Ma per gli ebrei italiani, molti dei quali erano stati ferventi fascisti, è duro il risveglio quando, nel 1938, vengono emanate le leggi razziali.
Il ricordo di Alberto Mieli:
Un giorno, non lo dimenticherò mai, fui chiamato dal preside dell’Istituto di Avviamento Professionale “Michele Bianchi” a Testaccio dove studiavo. Ricordo quest’uomo serio, dignitoso, con una barba bianca curatissima. Mi guardò e mi disse: ‘Ragazzo, tu da domani non potrai più venire a scuola, sono state approvate queste nuove leggi”. Mi lesse la circolare e mi accorsi che piangeva, ricordo ancora le lacrime che gli bagnavano la barba. Poi aggiunse: ‘Vedrai, tutto questo finirà presto e tu potrai tornare a studiare’. E piangeva.

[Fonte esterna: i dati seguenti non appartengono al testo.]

//! Slot encoding used by [`MemoryShardStore`](crate::MemoryShardStore).
//!
//! `Plain` pads the blob with zeros to the slot size. `Masked` additionally
//! XORs the padded slot with a BLAKE3 output stream keyed by the commitment
//! prefix, the shard owner and the slot index, so the same content stored by
//! two owners (or in two slots) never has the same bytes on disk.

use shardsync_types::{Address, EncodingType};

use crate::error::{ShardError, ShardResult};

const ENCODE_KEY_CONTEXT: &str = "shardsync 2026-01-01 slot encoding key";

/// Derive the key binding an encoded slot to its content and owner.
pub fn encode_key(commitment_prefix: &[u8], owner: &Address, kv_index: u64) -> [u8; 32] {
    let mut hasher = blake3::Hasher::new_derive_key(ENCODE_KEY_CONTEXT);
    hasher.update(commitment_prefix);
    hasher.update(owner.as_bytes());
    hasher.update(&kv_index.to_be_bytes());
    *hasher.finalize().as_bytes()
}

/// Encode `blob` into a slot of `kv_size` bytes.
pub fn encode(
    encoding: EncodingType,
    kv_index: u64,
    blob: &[u8],
    kv_size: u64,
    key: &[u8; 32],
) -> ShardResult<Vec<u8>> {
    if blob.len() as u64 > kv_size {
        return Err(ShardError::BlobTooLarge {
            slot: kv_index,
            len: blob.len(),
            max: kv_size,
        });
    }
    let mut slot = vec![0u8; kv_size as usize];
    slot[..blob.len()].copy_from_slice(blob);
    if encoding == EncodingType::Masked {
        apply_mask(&mut slot, key);
    }
    Ok(slot)
}

/// Invert [`encode`]. The result keeps the slot's zero padding.
pub fn decode(encoding: EncodingType, encoded: &[u8], key: &[u8; 32]) -> Vec<u8> {
    let mut data = encoded.to_vec();
    if encoding == EncodingType::Masked {
        apply_mask(&mut data, key);
    }
    data
}

fn apply_mask(data: &mut [u8], key: &[u8; 32]) {
    let mut mask = vec![0u8; data.len()];
    blake3::Hasher::new_keyed(key).finalize_xof().fill(&mut mask);
    for (byte, m) in data.iter_mut().zip(mask) {
        *byte ^= m;
    }
}
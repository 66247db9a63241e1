use std::fmt;
use std::ops::Range;

use serde::{Deserialize, Serialize};

use crate::error::TypeError;

/// log2 of the sample width read by miners (32 bytes).
pub const SAMPLE_SIZE_BITS: u32 = 5;

/// Slot indices are stored in five bytes of a ledger record.
pub const MAX_INDEX_BITS: u32 = 40;

/// Blob sizes are stored in three bytes of a ledger record, and a full slot
/// must fit.
pub const MAX_KV_SIZE_BITS: u32 = 23;

/// Static geometry shared by every shard of a storage contract.
#[derive(Clone, Copy, Debug, PartialEq, Eq, Serialize, Deserialize)]
pub struct ShardParams {
    /// log2 of the number of slots per shard.
    pub kv_entries_bits: u32,
    /// log2 of the byte size of one slot.
    pub kv_size_bits: u32,
    /// log2 of the number of chunks a slot is split into by the encoder.
    pub chunks_per_kv_bits: u32,
}

impl Default for ShardParams {
    fn default() -> Self {
        Self {
            kv_entries_bits: 13,
            kv_size_bits: 17,
            chunks_per_kv_bits: 5,
        }
    }
}

impl ShardParams {
    pub fn validate(&self) -> Result<(), TypeError> {
        if self.kv_entries_bits == 0 || self.kv_entries_bits >= MAX_INDEX_BITS {
            return Err(TypeError::InvalidShardParams(format!(
                "kv_entries_bits must be in 1..{MAX_INDEX_BITS}, got {}",
                self.kv_entries_bits
            )));
        }
        if self.kv_size_bits < SAMPLE_SIZE_BITS || self.kv_size_bits > MAX_KV_SIZE_BITS {
            return Err(TypeError::InvalidShardParams(format!(
                "kv_size_bits must be in {SAMPLE_SIZE_BITS}..={MAX_KV_SIZE_BITS}, got {}",
                self.kv_size_bits
            )));
        }
        if self.chunks_per_kv_bits > self.kv_size_bits - SAMPLE_SIZE_BITS {
            return Err(TypeError::InvalidShardParams(format!(
                "chunks_per_kv_bits {} leaves chunks smaller than a sample",
                self.chunks_per_kv_bits
            )));
        }
        Ok(())
    }

    /// Slots per shard.
    pub fn kv_entries(&self) -> u64 {
        1 << self.kv_entries_bits
    }

    /// Byte size of one slot.
    pub fn kv_size(&self) -> u64 {
        1 << self.kv_size_bits
    }

    /// log2 of the number of 32-byte samples per slot.
    pub fn samples_per_kv_bits(&self) -> u32 {
        self.kv_size_bits - SAMPLE_SIZE_BITS
    }

    /// The shard `kv_index` belongs to.
    pub fn shard_of(&self, kv_index: u64) -> u64 {
        kv_index >> self.kv_entries_bits
    }

    /// Number of shards whose slot indices fit in a ledger record.
    pub fn max_shards(&self) -> u64 {
        1 << (MAX_INDEX_BITS - self.kv_entries_bits)
    }

    /// Slot indices covered by `shard`.
    pub fn slot_range(&self, shard: u64) -> Result<Range<u64>, TypeError> {
        if shard >= self.max_shards() {
            return Err(TypeError::ShardOutOfRange {
                shard,
                max: self.max_shards(),
            });
        }
        let first = shard << self.kv_entries_bits;
        Ok(first..first + self.kv_entries())
    }
}

/// How a shard encodes blob content on disk.
#[derive(Clone, Copy, Debug, Default, PartialEq, Eq, Hash, Serialize, Deserialize)]
#[serde(rename_all = "lowercase")]
pub enum EncodingType {
    /// Content stored as-is, zero padded to the slot size.
    #[default]
    Plain,
    /// Content XOR-ed with a key stream bound to the slot, owner and commitment.
    Masked,
}

impl EncodingType {
    pub fn as_u64(&self) -> u64 {
        match self {
            Self::Plain => 0,
            Self::Masked => 1,
        }
    }
}

impl TryFrom<u64> for EncodingType {
    type Error = TypeError;

    fn try_from(value: u64) -> Result<Self, Self::Error> {
        match value {
            0 => Ok(Self::Plain),
            1 => Ok(Self::Masked),
            other => Err(TypeError::UnknownEncoding(other)),
        }
    }
}

impl fmt::Display for EncodingType {
    fn fmt(&self, f: &mut fmt::Formatter<'_>) -> fmt::Result {
        match self {
            Self::Plain => write!(f, "plain"),
            Self::Masked => write!(f, "masked"),
        }
    }
}
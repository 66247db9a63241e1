use async_trait::async_trait;
use shardsync_types::{BlockHeader, BlockId, KvMeta};

use crate::error::LedgerResult;

/// Read boundary for the authoritative ledger.
#[async_trait]
pub trait LedgerSource: Send + Sync {
    /// Expected metadata for `kv_indices` as of `block`.
    ///
    /// The response preserves request order and is all-or-nothing.
    async fn kv_metas(&self, kv_indices: &[u64], block: u64) -> LedgerResult<Vec<KvMeta>>;

    /// Exclusive upper bound of the slot indices assigned as of `block`.
    async fn last_kv_index(&self, block: u64) -> LedgerResult<u64>;

    async fn header_by_number(&self, id: BlockId) -> LedgerResult<BlockHeader>;
}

Il ricordo di Adolfo Perugia:
Io nel 1938, a sette anni e mezzo, fui il primo alunno buttato fuori da tutte le scuole del Regno di ogni ordine e grado. Non potevo frequentare neppure la scuola ebraica in quanto ero figlio di uno di Giustizia e Libertà, dunque perseguitato politico e razziale.
A partire dal 3 giugno 1942, gli ebrei romani fra i 18 e i 45 anni saranno obbligati a svolgere lavori di scavo, pulitura e potenziamento degli argini del Tevere. Molti devono recarsi al lavoro obbligatorio ad Acilia e spendono per il trasporto più soldi di quanti ne guadagnino.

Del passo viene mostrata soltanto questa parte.